地味鉄庵

鉄道趣味の果てしなく深い森の中にひっそりと (?) 佇む庵のようなブログです。

台湾の入換罐(新入換機導入騒動に寄せて)

2015-03-05 12:00:00 | 台湾の鉄道


 今月に入り『Yahooニュース』をつらつら眺めていたところ、台湾鉄路管理局がディーゼル機関車の国際競争入札を実施したところ、何と落札したのは韓国とのことで、台鉄当局者が「韓国製は故障が多いので困った……さりとてこうなってしまった以上仕方がない。客を載せる車両ではないので心配するな」とコメントしている云々……といった話が、台湾メディアの報道をうけた中国メディアの報道を日本語に訳すという何とも面倒臭いルートで語られておりました。そこで、「何で台湾の話題をわざわざ中国メディア経由で読まなきゃいけねぇんだよ……」とブツクサ思いつつも、台湾とてWTOに加盟しており、大型の政府事業案件については競争入札をやらなければならないことからして、「嗚呼また韓国企業に当たっちゃったのね。御愁傷様……。とりあえず運用から30年以上経った老朽車を取り換えるとのことなので、R100型もそういえばそんなに古くなってしまったか……。いや待てよ、もっと古い約50年選手のR20も未だ現役ではないか。これはどういうこっちゃ?」と思いまして、念のためググッて台湾各メディアの関連記事を漁ってみました。すると……何と言うことはない。入換罐を世代交代させ、営業中の旅客列車を牽引するわけではないので、一般利用客は韓国製の故障を恐れる必要はないとのこと。
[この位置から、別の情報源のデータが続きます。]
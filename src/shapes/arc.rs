//! Arc shape.

use super::{Color, ShapeId, next_shape_id, point_array};
use kurbo::{Point, Rect, Vec2};
use serde::{Deserialize, Serialize};

/// A circular arc defined by center, radius, and a start/end angle pair.
///
/// Angles are degrees in `[0, 360)`, counter-clockwise from the +X axis in
/// the screen-style Y-down convention (see [`super::vector_angle`]).
#[derive(Debug, Clone, PartialEq, Serialize, Deserialize)]
pub struct Arc {
    #[serde(default = "next_shape_id")]
    pub id: ShapeId,
    /// Center of the supporting circle.
    #[serde(with = "point_array")]
    pub center: Point,
    /// Radius in workspace units.
    pub radius: f64,
    /// Start angle in degrees.
    pub start_angle: f64,
    /// End angle in degrees.
    pub end_angle: f64,
    /// Stroke thickness in workspace units.
    pub thickness: f64,
    /// Stroke color.
    pub color: Color,
}

impl Arc {
    /// Create a new arc with default stroke attributes.
    pub fn new(center: Point, radius: f64, start_angle: f64, end_angle: f64) -> Self {
        Self {
            id: next_shape_id(),
            center,
            radius,
            start_angle,
            end_angle,
            thickness: 2.0,
            color: Color::black(),
        }
    }

    /// Bounding box of the full supporting circle, expanded by half the
    /// stroke thickness. Deliberately conservative: the angular span is not
    /// taken into account.
    pub fn bounding_box(&self) -> Rect {
        let extent = self.radius.abs() + self.thickness / 2.0;
        Rect::new(
            self.center.x - extent,
            self.center.y - extent,
            self.center.x + extent,
            self.center.y + extent,
        )
    }

    /// Distance to the full supporting circle, with the same degenerate
    /// cap as [`super::Circle::hit_distance`]. The angular span is ignored
    /// on purpose: picking behaves as if the arc were closed.
    pub fn hit_distance(&self, point: Point) -> f64 {
        let d = (point - self.center).hypot();
        (d - self.radius).abs().min(d)
    }

    pub fn translate(&mut self, delta: Vec2) {
        self.center += delta;
    }
}

#[cfg(test)]
mod tests {
    use super::*;

    #[test]
    fn test_bounding_box_covers_full_circle() {
        // A quarter arc still reports the supporting circle's box.
        let arc = Arc::new(Point::ZERO, 10.0, 0.0, 90.0);
        let bounds = arc.bounding_box();
        assert_eq!(bounds, Rect::new(-11.0, -11.0, 11.0, 11.0));
    }

    #[test]
    fn test_hit_distance_matches_supporting_circle() {
        let arc = Arc::new(Point::ZERO, 5.0, 0.0, 90.0);
        // On the arc itself.
        assert!(arc.hit_distance(Point::new(5.0, 0.0)) < 1e-9);
        // On the supporting circle but outside the angular span: still a hit
        // at distance zero, matching the circle metric.
        assert!(arc.hit_distance(Point::new(-5.0, 0.0)) < 1e-9);
        assert!((arc.hit_distance(Point::new(8.0, 0.0)) - 3.0).abs() < 1e-9);
    }

    #[test]
    fn test_translate_moves_center_only() {
        let mut arc = Arc::new(Point::ZERO, 5.0, 30.0, 120.0);
        arc.translate(Vec2::new(1.0, 2.0));
        assert_eq!(arc.center, Point::new(1.0, 2.0));
        assert_eq!(arc.start_angle, 30.0);
        assert_eq!(arc.end_angle, 120.0);
    }
}
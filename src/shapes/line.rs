//! Line shape.

use super::{Color, ShapeId, next_shape_id, point_array, point_to_segment_dist};
use kurbo::{Point, Rect, Vec2};
use serde::{Deserialize, Serialize};

/// A straight line segment between two workspace points.
#[derive(Debug, Clone, PartialEq, Serialize, Deserialize)]
pub struct Line {
    #[serde(default = "next_shape_id")]
    pub id: ShapeId,
    /// First endpoint.
    #[serde(with = "point_array")]
    pub p1: Point,
    /// Second endpoint.
    #[serde(with = "point_array")]
    pub p2: Point,
    /// Stroke thickness in workspace units.
    pub thickness: f64,
    /// Stroke color.
    pub color: Color,
}

impl Line {
    /// Create a new line with default stroke attributes.
    pub fn new(p1: Point, p2: Point) -> Self {
        Self {
            id: next_shape_id(),
            p1,
            p2,
            thickness: 2.0,
            color: Color::black(),
        }
    }

    /// Length of the segment.
    pub fn length(&self) -> f64 {
        (self.p2 - self.p1).hypot()
    }

    /// Midpoint of the segment.
    pub fn midpoint(&self) -> Point {
        self.p1.midpoint(self.p2)
    }

    /// Endpoint min/max box, expanded by half the stroke thickness.
    pub fn bounding_box(&self) -> Rect {
        let half = self.thickness / 2.0;
        Rect::new(
            self.p1.x.min(self.p2.x),
            self.p1.y.min(self.p2.y),
            self.p1.x.max(self.p2.x),
            self.p1.y.max(self.p2.y),
        )
        .inflate(half, half)
    }

    /// Point-to-segment distance. For a degenerate segment (`p1 == p2`)
    /// this is the distance to `p1`.
    pub fn hit_distance(&self, point: Point) -> f64 {
        point_to_segment_dist(point, self.p1, self.p2)
    }

    pub fn translate(&mut self, delta: Vec2) {
        self.p1 += delta;
        self.p2 += delta;
    }
}
//! Tool state machines that turn raw pointer events into committed shapes.
//!
//! Each tool is a small finite-state machine spanning several input events.
//! The host feeds it screen-space pointer events together with a
//! [`ToolContext`]; the tool resolves coordinates through the Navigator,
//! keeps a pending-shape preview, and commits finished shapes to the active
//! layer on the transitions documented per tool.

mod arc_tool;
mod circle_tool;
mod line_strip;
mod select;

pub use arc_tool::ArcTool;
pub use circle_tool::CircleTool;
pub use line_strip::LineStripTool;
pub use select::SelectTool;

use crate::layer::Layer;
use crate::navigator::Navigator;
use crate::render::DrawCommand;
use crate::shapes::Color;
use kurbo::Point;

/// Mouse button identifiers.
#[derive(Debug, Clone, Copy, PartialEq, Eq, Hash)]
pub enum PointerButton {
    Left,
    Right,
    Middle,
}

/// Stroke attributes applied to newly committed shapes.
#[derive(Debug, Clone, Copy, PartialEq)]
pub struct ToolStyle {
    pub color: Color,
    pub thickness: f64,
}

impl Default for ToolStyle {
    fn default() -> Self {
        Self {
            color: Color::black(),
            thickness: 2.0,
        }
    }
}

/// Everything a tool needs to react to one event, passed by explicit
/// reference: the view transform, the active layer, and the current stroke
/// style. There is no global editor state.
pub struct ToolContext<'a> {
    pub navigator: &'a Navigator,
    pub layer: &'a mut Layer,
    pub style: ToolStyle,
}

impl ToolContext<'_> {
    /// Resolve a screen position to a snapped workspace position.
    pub fn resolve(&self, screen_pos: Point) -> Point {
        self.navigator.snap(self.navigator.screen_to_workspace(screen_pos))
    }

    /// Resolve without grid snapping (picking wants exact positions).
    pub fn resolve_unsnapped(&self, screen_pos: Point) -> Point {
        self.navigator.screen_to_workspace(screen_pos)
    }
}

/// A pointer-driven interaction state machine.
///
/// Invariants every implementation upholds: shapes reach the layer only on
/// the documented committing transition, cancellation never leaves a
/// partial shape behind, and `step_back` reports `false` when the tool is
/// already idle.
pub trait Tool {
    /// A click landed on empty canvas space (not on a UI widget).
    fn on_space_clicked(&mut self, ctx: &mut ToolContext<'_>, button: PointerButton, screen_pos: Point);

    /// The pointer moved with no button held; updates previews.
    fn on_mouse_hovered(&mut self, ctx: &mut ToolContext<'_>, screen_pos: Point);

    /// The pointer moved with a button held. Drawing tools treat this like
    /// a hover.
    fn on_mouse_dragged(&mut self, ctx: &mut ToolContext<'_>, screen_pos: Point) {
        self.on_mouse_hovered(ctx, screen_pos);
    }

    /// The held button was released.
    fn on_mouse_released(&mut self, _ctx: &mut ToolContext<'_>, _screen_pos: Point) {}

    /// The tool was activated or deactivated; drop in-progress state.
    fn on_tool_changed(&mut self);

    /// Abort the in-progress construction.
    fn cancel_shape(&mut self);

    /// Undo one construction stage. Returns whether a step was consumed;
    /// `false` when already idle.
    fn step_back(&mut self) -> bool;

    /// Screen-space preview of the in-progress shape, if any.
    fn render_preview(&self, navigator: &Navigator, style: &ToolStyle) -> Vec<DrawCommand>;

    /// Select every shape on the layer. Tools without a multi-shape
    /// selection concept log a warning and ignore the request.
    fn select_all(&mut self, _ctx: &mut ToolContext<'_>) {
        log::warn!("select-all is not supported by the active tool");
    }

    /// Duplicate the current selection (clipboard paste). Tools without a
    /// selection concept log a warning and ignore the request.
    fn duplicate_selection(&mut self, _ctx: &mut ToolContext<'_>) {
        log::warn!("duplicate-selection is not supported by the active tool");
    }
}

/// Available drawing modes.
#[derive(Debug, Clone, Copy, PartialEq, Eq, Hash, Default)]
pub enum ToolKind {
    #[default]
    Select,
    LineStrip,
    Circle,
    Arc,
}

/// Owns the tool instances and the active drawing mode, and routes pointer
/// events to whichever tool is current.
#[derive(Debug, Default)]
pub struct ToolManager {
    current: ToolKind,
    pub style: ToolStyle,
    select: SelectTool,
    line_strip: LineStripTool,
    circle: CircleTool,
    arc: ArcTool,
}

impl ToolManager {
    pub fn new() -> Self {
        Self::default()
    }

    pub fn current(&self) -> ToolKind {
        self.current
    }

    /// Switch tools. Both the outgoing and incoming tool reset, so no
    /// half-built shape survives a mode change.
    pub fn set_tool(&mut self, kind: ToolKind) {
        self.active_mut().on_tool_changed();
        self.current = kind;
        self.active_mut().on_tool_changed();
    }

    fn active(&self) -> &dyn Tool {
        match self.current {
            ToolKind::Select => &self.select,
            ToolKind::LineStrip => &self.line_strip,
            ToolKind::Circle => &self.circle,
            ToolKind::Arc => &self.arc,
        }
    }

    fn active_mut(&mut self) -> &mut dyn Tool {
        match self.current {
            ToolKind::Select => &mut self.select,
            ToolKind::LineStrip => &mut self.line_strip,
            ToolKind::Circle => &mut self.circle,
            ToolKind::Arc => &mut self.arc,
        }
    }

    pub fn on_space_clicked(&mut self, ctx: &mut ToolContext<'_>, button: PointerButton, screen_pos: Point) {
        self.active_mut().on_space_clicked(ctx, button, screen_pos);
    }

    pub fn on_mouse_hovered(&mut self, ctx: &mut ToolContext<'_>, screen_pos: Point) {
        self.active_mut().on_mouse_hovered(ctx, screen_pos);
    }

    pub fn on_mouse_dragged(&mut self, ctx: &mut ToolContext<'_>, screen_pos: Point) {
        self.active_mut().on_mouse_dragged(ctx, screen_pos);
    }

    pub fn on_mouse_released(&mut self, ctx: &mut ToolContext<'_>, screen_pos: Point) {
        self.active_mut().on_mouse_released(ctx, screen_pos);
    }

    pub fn cancel_shape(&mut self) {
        self.active_mut().cancel_shape();
    }

    pub fn step_back(&mut self) -> bool {
        self.active_mut().step_back()
    }

    pub fn render_preview(&self, navigator: &Navigator) -> Vec<DrawCommand> {
        self.active().render_preview(navigator, &self.style)
    }

    pub fn select_all(&mut self, ctx: &mut ToolContext<'_>) {
        self.active_mut().select_all(ctx);
    }

    pub fn duplicate_selection(&mut self, ctx: &mut ToolContext<'_>) {
        self.active_mut().duplicate_selection(ctx);
    }
}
 しかし今度は、台湾メディアが関連画像としてアップした入換罐の写真に「あれれ……?」と首をひねらざるを得ませんでした。何故21世紀に入ってから新潟鉄工→トランシスで製造されたDHL100形がもう廃車にならざるを得ないのか……?? そこで推測してみますと、台鉄としては1960年代製の本線罐R20形、ならびに入換専用小型罐のS200形の現役機を廃車にするにあたり、とりあえずS200は全車廃車して代替新造、R20の一部の置換については電化の進展や客車列車の減少で余るR100を充て、それでも足りない貨物・入換運用分については新造車でまかなう……ということであって、新潟製で絶好調運転中のDHL100形を廃車にする気はさらさらないものと思われます。もしそんな、まだまだ新しい罐を僅か10数年で廃車にするならば、ミャンマーやフィリピンが黙って見ていないでしょう (フィリピンと台湾の関係は、昨年だか一昨年の漁船がらみの問題で冷えていますので、やっぱフィリピンは買わないか ^^;)。
 というわけで、入換罐の新規購入であれば、なるほど旅客列車での営業運転中に壊れることを一般利用客は恐れなくても良いですね……。メディアは、事情もよく知らない記者が伝言ゲームのような記事を書いたり転載したりして読者の耳目を惑わすのではなく (しかも今回の件はよりにもよって中国経由……)、よく事情を知っている記者がしっかりとした記事を書くようにするべきでしょう……。
 しかしともあれ、入換罐も縁の下の力持ち。入換中に突如壊れてもダイヤの維持に支障するわけですから、台鉄の関係者も戦々恐々でしょうか……。一応、エンジンや変速機は日本製で、ブレーキはドイツ製とのことで、核心部分の信頼性は多分大丈夫とのことですが、PP自強にしてもEMU500/600にしても、「現代精工と大宇重工が合併してロテムになっちゃったので、前の会社の時に造った車両のことなんてモルゲッソヨ♪ ケンチャナケンチャナ♪」とばかりにアフターケアを怠った連中にとんでもない煮え湯を飲まされた暗い過去があるわけですから、やっぱり肝心の仕上がりという点において不安なのでしょうなぁ……。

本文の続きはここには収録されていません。